Return, word for word, the lines of the listing below from the one with "shared.recycle();" through the one with "let a = pool.claim_with_capacity(16);", and no other lines.

[[ DATASET RECORDS open ]]

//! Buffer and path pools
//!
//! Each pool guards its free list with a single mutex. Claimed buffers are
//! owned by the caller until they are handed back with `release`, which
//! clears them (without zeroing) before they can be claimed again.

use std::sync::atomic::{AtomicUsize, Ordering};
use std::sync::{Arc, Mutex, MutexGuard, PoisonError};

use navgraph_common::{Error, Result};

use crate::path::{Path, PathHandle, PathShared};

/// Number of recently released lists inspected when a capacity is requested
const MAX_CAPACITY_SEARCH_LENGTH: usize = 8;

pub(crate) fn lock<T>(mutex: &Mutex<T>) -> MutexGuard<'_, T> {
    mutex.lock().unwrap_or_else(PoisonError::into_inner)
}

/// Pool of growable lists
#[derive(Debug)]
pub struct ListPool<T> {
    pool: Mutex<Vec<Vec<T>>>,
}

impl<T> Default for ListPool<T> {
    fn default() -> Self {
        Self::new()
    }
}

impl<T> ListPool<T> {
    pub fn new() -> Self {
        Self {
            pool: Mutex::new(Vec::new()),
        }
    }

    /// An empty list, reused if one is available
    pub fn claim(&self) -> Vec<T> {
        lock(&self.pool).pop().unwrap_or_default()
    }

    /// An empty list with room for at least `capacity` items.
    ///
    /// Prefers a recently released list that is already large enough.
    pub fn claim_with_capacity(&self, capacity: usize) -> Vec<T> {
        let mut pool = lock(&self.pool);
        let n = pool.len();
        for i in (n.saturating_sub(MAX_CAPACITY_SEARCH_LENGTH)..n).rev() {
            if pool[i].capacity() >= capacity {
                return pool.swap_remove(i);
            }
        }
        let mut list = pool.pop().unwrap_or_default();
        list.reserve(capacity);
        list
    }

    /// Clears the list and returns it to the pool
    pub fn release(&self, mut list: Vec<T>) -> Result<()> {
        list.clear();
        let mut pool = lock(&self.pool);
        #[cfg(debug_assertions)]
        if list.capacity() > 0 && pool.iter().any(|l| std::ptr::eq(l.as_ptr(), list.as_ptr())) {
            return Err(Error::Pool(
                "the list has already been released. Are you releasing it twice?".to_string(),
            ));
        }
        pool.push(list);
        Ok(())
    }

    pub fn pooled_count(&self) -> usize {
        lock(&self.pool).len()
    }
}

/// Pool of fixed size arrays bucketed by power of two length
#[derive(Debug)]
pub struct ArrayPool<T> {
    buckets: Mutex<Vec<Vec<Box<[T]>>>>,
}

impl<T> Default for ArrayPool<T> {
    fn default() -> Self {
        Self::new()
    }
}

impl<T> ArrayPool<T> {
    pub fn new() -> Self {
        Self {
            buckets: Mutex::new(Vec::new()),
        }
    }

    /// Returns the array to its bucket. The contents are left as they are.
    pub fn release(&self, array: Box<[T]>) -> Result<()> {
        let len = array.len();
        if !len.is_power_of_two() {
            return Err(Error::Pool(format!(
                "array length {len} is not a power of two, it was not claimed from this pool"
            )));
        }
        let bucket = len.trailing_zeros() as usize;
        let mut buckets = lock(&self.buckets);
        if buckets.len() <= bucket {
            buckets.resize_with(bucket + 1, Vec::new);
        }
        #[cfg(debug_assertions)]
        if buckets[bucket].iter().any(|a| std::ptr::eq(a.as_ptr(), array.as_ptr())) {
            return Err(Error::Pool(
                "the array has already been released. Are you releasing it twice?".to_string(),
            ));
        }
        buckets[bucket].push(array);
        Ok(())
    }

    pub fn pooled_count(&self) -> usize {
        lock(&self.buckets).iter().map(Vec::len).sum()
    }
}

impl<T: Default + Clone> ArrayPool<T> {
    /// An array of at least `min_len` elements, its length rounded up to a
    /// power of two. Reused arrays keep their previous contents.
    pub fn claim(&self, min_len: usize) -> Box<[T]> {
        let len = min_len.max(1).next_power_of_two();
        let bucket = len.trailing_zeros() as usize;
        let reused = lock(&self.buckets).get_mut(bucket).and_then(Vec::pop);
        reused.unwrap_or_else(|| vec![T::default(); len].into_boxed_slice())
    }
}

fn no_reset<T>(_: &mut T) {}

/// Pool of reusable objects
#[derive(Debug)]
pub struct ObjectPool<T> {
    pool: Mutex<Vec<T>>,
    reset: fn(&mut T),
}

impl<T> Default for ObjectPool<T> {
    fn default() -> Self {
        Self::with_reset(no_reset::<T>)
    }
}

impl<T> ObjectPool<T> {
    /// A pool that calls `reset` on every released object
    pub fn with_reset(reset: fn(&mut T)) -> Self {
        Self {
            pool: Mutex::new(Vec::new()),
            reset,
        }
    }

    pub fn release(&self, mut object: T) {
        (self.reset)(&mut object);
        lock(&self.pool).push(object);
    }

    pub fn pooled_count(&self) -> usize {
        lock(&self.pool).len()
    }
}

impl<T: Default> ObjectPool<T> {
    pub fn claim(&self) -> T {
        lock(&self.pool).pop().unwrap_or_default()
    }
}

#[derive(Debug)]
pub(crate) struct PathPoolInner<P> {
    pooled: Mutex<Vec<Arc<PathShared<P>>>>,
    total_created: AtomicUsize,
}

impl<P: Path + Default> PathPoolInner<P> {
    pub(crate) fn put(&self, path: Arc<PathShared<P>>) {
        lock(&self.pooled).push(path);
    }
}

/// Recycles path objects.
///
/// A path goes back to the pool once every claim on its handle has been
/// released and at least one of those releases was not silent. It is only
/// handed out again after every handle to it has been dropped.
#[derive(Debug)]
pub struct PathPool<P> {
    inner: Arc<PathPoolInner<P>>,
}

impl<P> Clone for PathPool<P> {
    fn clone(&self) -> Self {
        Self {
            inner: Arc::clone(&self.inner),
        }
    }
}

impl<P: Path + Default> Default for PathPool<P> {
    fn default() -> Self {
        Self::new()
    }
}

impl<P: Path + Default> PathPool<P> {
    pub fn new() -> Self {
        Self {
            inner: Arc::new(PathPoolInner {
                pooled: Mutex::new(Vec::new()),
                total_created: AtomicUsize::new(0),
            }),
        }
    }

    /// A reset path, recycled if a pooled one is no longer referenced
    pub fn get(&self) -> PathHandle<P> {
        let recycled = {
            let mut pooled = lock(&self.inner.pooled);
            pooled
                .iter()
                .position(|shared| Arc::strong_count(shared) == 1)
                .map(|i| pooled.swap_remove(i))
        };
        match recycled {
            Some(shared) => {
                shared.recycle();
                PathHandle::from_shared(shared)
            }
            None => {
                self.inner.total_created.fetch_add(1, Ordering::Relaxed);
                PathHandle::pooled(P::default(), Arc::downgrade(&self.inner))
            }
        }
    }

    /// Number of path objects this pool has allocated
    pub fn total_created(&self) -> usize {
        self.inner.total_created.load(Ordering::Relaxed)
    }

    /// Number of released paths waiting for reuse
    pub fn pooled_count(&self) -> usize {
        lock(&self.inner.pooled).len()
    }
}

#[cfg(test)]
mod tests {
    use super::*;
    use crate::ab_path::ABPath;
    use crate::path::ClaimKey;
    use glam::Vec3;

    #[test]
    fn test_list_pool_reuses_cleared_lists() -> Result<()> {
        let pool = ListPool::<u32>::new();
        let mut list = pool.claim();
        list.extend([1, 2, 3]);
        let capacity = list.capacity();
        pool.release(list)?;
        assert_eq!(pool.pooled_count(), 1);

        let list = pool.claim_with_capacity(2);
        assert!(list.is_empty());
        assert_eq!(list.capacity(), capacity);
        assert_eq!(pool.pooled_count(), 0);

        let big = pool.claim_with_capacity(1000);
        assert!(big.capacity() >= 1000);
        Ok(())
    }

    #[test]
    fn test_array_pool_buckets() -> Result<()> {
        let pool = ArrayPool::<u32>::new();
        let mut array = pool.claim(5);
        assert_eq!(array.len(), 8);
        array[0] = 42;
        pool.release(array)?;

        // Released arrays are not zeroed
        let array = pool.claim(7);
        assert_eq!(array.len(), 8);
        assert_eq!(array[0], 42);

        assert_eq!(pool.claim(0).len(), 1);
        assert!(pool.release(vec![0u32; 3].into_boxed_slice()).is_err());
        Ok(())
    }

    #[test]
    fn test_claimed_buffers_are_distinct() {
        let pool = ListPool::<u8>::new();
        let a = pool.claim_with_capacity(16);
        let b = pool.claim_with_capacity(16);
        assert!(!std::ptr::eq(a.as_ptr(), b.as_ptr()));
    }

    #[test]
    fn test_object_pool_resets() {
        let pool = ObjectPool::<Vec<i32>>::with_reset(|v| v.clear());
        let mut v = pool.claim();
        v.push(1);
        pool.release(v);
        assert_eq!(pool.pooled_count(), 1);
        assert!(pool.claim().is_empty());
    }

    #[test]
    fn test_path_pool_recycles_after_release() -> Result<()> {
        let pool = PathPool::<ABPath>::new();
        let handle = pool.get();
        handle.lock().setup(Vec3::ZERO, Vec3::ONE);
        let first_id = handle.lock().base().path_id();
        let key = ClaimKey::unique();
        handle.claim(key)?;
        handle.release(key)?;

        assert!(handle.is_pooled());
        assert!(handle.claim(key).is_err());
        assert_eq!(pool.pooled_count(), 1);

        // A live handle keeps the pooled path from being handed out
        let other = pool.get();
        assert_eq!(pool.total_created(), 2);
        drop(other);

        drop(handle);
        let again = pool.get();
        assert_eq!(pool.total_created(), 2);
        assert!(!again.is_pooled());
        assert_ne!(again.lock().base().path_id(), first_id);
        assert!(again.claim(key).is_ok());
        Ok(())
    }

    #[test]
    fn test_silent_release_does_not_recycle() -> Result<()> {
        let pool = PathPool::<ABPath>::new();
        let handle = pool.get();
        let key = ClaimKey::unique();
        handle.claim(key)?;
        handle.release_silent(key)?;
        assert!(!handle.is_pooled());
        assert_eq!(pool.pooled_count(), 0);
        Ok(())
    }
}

[[ DATASET RECORDS closed ]]

**OUTPUT FOR THIS EXERCISE**
                shared.recycle();
                PathHandle::from_shared(shared)
            }
            None => {
                self.inner.total_created.fetch_add(1, Ordering::Relaxed);
                PathHandle::pooled(P::default(), Arc::downgrade(&self.inner))
            }
        }
    }

    /// Number of path objects this pool has allocated
    pub fn total_created(&self) -> usize {
        self.inner.total_created.load(Ordering::Relaxed)
    }

    /// Number of released paths waiting for reuse
    pub fn pooled_count(&self) -> usize {
        lock(&self.inner.pooled).len()
    }
}

#[cfg(test)]
mod tests {
    use super::*;
    use crate::ab_path::ABPath;
    use crate::path::ClaimKey;
    use glam::Vec3;

    #[test]
    fn test_list_pool_reuses_cleared_lists() -> Result<()> {
        let pool = ListPool::<u32>::new();
        let mut list = pool.claim();
        list.extend([1, 2, 3]);
        let capacity = list.capacity();
        pool.release(list)?;
        assert_eq!(pool.pooled_count(), 1);

        let list = pool.claim_with_capacity(2);
        assert!(list.is_empty());
        assert_eq!(list.capacity(), capacity);
        assert_eq!(pool.pooled_count(), 0);

        let big = pool.claim_with_capacity(1000);
        assert!(big.capacity() >= 1000);
        Ok(())
    }

    #[test]
    fn test_array_pool_buckets() -> Result<()> {
        let pool = ArrayPool::<u32>::new();
        let mut array = pool.claim(5);
        assert_eq!(array.len(), 8);
        array[0] = 42;
        pool.release(array)?;

        // Released arrays are not zeroed
        let array = pool.claim(7);
        assert_eq!(array.len(), 8);
        assert_eq!(array[0], 42);

        assert_eq!(pool.claim(0).len(), 1);
        assert!(pool.release(vec![0u32; 3].into_boxed_slice()).is_err());
        Ok(())
    }

    #[test]
    fn test_claimed_buffers_are_distinct() {
        let pool = ListPool::<u8>::new();
        let a = pool.claim_with_capacity(16);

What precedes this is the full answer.